╭──

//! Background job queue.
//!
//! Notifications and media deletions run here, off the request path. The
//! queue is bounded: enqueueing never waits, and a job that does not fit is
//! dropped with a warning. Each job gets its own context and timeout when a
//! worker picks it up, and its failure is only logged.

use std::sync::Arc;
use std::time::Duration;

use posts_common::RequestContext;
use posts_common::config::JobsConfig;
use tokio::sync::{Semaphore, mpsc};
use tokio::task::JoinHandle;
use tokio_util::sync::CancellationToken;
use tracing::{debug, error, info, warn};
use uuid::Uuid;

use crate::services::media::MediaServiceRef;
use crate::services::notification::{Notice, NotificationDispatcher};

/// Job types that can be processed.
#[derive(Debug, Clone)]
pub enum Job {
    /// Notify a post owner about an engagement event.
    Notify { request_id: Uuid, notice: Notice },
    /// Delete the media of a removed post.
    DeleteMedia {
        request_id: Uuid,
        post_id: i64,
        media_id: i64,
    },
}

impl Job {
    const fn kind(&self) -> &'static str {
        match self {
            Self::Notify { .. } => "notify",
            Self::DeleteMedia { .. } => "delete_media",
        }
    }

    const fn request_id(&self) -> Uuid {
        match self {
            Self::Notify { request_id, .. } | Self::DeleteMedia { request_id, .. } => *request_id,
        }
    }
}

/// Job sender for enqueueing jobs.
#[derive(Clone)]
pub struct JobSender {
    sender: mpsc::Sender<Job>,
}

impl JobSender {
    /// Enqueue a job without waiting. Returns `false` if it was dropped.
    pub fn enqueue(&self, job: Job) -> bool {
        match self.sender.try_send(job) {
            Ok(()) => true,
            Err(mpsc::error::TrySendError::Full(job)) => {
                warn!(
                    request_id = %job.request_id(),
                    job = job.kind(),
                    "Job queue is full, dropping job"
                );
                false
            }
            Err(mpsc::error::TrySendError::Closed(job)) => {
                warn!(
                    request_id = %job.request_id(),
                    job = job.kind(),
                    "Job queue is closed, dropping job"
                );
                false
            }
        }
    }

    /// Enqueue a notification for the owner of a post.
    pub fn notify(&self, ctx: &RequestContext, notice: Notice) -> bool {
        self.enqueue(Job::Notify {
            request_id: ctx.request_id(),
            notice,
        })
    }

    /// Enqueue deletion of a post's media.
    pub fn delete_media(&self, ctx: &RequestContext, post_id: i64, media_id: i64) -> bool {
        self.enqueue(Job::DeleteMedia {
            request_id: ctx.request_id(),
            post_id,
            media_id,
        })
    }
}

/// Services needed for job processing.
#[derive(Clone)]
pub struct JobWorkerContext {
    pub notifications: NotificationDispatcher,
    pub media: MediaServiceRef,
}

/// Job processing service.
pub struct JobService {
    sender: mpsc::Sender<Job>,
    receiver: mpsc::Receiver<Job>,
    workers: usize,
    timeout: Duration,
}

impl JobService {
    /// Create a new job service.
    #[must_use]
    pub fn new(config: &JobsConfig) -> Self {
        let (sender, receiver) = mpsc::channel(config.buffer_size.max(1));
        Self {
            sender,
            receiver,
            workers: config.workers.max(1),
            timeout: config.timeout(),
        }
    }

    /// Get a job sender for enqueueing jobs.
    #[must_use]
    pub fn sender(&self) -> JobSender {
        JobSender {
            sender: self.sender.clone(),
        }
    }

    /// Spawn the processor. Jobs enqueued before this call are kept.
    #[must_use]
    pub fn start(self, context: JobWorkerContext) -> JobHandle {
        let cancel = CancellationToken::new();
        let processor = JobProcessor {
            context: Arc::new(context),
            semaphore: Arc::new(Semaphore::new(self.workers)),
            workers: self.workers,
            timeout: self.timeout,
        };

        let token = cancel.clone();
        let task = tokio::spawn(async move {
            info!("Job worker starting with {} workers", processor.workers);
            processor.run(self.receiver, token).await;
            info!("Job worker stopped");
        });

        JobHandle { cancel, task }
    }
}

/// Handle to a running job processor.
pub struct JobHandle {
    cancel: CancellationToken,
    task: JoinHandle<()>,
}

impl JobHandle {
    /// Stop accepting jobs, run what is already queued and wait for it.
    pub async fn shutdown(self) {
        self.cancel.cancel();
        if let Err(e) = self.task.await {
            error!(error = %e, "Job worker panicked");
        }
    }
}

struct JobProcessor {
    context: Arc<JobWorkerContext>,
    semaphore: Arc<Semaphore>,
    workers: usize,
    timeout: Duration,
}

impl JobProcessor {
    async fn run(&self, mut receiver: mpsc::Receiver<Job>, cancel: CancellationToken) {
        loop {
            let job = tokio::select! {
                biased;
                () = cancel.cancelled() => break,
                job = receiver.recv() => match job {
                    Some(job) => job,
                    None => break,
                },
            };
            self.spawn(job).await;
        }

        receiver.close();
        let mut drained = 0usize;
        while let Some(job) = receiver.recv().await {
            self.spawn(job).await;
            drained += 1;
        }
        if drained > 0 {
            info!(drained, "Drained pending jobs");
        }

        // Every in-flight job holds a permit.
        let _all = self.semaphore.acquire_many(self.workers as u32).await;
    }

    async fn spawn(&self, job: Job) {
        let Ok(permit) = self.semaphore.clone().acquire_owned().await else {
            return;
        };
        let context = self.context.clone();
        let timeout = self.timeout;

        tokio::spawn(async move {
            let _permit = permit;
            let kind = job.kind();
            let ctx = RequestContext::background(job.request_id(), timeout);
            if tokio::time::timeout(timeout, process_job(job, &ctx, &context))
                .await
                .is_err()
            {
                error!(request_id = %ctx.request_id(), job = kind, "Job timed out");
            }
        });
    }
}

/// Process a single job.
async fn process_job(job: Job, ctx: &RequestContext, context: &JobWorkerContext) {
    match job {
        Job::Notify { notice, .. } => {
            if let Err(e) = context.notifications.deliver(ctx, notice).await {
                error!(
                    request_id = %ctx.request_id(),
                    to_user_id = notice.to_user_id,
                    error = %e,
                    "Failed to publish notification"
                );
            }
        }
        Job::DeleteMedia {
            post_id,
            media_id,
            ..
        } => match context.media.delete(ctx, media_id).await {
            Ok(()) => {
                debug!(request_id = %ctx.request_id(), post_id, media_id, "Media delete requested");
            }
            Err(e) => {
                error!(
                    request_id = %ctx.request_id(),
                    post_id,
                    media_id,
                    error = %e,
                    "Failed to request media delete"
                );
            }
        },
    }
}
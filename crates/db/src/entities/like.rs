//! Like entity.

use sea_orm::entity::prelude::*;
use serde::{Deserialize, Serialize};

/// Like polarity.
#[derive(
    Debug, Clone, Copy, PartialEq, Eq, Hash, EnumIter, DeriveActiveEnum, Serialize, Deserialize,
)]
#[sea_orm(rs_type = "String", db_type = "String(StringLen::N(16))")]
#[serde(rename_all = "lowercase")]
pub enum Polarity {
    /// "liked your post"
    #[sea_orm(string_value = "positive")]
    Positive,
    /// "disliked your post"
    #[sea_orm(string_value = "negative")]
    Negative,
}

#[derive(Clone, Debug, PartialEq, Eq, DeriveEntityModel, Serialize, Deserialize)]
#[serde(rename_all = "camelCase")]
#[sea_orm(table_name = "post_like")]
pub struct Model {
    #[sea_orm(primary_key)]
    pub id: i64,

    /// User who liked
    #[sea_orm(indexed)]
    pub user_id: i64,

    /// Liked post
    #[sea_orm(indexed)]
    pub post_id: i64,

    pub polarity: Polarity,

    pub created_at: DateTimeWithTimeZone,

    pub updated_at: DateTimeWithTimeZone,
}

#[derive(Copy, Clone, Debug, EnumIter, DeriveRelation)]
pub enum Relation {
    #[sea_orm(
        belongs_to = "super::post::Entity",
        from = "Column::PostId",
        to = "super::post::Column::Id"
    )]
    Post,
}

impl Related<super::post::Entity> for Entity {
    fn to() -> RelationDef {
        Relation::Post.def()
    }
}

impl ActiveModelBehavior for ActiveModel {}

╰──

**YOUR OBJECTIVE**
All lines with the word "config" need to be copied from the data above.

**RESULT**
use posts_common::config::JobsConfig;
    pub fn new(config: &JobsConfig) -> Self {
        let (sender, receiver) = mpsc::channel(config.buffer_size.max(1));
            workers: config.workers.max(1),
            timeout: config.timeout(),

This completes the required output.